_Task details:_
How many lines in these records include the string "PathsConfig"? Reply with that number alone.

_Record extracts:_
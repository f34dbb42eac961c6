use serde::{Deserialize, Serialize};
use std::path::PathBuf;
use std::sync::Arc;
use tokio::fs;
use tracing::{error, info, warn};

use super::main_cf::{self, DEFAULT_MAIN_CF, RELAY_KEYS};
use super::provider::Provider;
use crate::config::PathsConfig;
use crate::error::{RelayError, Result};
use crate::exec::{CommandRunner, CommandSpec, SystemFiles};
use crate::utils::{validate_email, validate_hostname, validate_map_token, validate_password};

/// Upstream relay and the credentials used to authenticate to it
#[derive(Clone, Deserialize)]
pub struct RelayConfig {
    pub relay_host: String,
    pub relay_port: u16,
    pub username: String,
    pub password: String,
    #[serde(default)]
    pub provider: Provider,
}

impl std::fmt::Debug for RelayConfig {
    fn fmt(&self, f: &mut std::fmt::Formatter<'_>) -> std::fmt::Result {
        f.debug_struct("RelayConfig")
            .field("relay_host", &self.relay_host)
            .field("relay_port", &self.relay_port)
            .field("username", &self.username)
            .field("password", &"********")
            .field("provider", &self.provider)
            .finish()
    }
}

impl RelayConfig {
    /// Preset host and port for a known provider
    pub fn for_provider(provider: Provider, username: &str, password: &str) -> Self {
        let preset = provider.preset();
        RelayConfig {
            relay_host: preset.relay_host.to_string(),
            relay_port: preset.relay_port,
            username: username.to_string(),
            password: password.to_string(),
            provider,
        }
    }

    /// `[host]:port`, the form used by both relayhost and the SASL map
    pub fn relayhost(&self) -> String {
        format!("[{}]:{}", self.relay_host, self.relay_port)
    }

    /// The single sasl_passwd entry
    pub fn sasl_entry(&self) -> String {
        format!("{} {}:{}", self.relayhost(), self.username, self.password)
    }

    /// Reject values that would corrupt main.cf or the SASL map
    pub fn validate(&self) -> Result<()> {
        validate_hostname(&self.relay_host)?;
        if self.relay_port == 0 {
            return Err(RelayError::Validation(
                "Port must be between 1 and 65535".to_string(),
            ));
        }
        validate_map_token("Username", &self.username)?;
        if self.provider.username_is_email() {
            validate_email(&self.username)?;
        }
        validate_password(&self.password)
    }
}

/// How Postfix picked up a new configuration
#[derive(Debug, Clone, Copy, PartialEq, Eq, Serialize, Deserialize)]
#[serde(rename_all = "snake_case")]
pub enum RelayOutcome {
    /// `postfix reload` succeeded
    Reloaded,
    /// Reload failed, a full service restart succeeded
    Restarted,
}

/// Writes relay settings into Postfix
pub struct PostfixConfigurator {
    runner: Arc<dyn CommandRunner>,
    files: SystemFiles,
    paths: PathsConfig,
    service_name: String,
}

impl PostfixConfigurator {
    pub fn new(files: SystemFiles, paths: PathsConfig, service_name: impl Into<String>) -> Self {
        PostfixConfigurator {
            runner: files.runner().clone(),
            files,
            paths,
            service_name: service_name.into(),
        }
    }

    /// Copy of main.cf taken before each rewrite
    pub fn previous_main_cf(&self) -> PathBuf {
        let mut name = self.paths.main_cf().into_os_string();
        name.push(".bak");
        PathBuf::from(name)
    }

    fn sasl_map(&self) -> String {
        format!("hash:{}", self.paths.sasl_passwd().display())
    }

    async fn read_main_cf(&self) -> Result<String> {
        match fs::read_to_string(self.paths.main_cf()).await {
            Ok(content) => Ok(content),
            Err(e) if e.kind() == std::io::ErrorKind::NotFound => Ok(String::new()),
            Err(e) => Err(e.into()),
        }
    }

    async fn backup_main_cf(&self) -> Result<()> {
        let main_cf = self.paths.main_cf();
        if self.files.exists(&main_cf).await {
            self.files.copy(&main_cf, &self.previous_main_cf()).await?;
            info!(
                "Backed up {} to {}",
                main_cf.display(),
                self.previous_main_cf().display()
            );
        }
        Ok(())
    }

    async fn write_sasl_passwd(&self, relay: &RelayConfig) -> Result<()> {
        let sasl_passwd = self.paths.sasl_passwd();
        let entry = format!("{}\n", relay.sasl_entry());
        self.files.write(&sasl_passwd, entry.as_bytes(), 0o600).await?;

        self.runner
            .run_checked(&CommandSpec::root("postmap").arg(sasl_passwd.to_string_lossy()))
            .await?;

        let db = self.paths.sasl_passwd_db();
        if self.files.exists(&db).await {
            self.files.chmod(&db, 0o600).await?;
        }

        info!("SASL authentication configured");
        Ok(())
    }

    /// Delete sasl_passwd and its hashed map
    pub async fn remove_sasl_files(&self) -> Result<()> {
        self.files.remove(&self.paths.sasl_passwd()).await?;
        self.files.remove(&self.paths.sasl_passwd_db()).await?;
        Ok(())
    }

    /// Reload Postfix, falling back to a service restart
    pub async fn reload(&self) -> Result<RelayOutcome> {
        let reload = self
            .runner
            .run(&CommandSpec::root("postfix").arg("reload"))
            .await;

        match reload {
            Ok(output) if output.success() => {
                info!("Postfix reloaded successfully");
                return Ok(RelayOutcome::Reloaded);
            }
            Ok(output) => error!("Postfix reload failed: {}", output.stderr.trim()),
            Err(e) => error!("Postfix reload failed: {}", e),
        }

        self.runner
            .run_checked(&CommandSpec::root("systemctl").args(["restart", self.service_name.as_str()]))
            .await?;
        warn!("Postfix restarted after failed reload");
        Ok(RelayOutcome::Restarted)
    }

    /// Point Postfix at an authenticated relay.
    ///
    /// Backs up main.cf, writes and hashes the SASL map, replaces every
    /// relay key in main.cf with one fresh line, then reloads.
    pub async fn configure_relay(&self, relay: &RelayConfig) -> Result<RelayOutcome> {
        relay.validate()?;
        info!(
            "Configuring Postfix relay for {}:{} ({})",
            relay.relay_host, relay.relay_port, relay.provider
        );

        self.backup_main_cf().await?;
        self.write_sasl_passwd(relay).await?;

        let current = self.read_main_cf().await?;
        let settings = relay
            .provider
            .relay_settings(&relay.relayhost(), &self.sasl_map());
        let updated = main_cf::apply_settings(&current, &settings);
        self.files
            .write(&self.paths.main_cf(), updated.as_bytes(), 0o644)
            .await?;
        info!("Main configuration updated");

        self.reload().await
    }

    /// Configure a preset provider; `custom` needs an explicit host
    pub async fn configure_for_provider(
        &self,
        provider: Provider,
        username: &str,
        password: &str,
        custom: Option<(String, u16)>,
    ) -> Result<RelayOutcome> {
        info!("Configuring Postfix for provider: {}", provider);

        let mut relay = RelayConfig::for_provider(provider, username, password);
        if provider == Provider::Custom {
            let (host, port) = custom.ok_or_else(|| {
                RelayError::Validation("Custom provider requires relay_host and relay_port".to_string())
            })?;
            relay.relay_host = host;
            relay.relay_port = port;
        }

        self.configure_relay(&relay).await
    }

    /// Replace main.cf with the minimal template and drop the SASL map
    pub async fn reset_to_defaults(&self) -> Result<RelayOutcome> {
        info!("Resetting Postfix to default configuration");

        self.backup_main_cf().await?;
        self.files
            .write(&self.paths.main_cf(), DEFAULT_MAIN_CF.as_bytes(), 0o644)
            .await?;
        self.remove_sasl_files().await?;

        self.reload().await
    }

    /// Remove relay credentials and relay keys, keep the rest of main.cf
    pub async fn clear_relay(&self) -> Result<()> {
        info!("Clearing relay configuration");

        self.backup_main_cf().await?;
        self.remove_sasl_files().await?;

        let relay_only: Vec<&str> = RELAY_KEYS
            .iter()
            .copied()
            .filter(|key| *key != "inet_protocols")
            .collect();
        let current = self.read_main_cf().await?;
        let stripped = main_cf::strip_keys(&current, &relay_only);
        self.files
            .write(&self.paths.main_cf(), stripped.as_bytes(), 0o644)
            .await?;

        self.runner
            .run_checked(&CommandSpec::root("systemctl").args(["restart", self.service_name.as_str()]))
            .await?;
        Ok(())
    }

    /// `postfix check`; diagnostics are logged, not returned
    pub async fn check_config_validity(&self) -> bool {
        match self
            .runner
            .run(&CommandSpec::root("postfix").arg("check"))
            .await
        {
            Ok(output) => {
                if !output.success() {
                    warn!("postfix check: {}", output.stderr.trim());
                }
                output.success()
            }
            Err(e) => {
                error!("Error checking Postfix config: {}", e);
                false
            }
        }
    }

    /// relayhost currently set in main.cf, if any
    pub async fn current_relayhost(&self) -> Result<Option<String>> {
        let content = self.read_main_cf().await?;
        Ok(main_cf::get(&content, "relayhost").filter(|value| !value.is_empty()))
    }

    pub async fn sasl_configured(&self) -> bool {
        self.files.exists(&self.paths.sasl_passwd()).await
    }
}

_Task response:_
3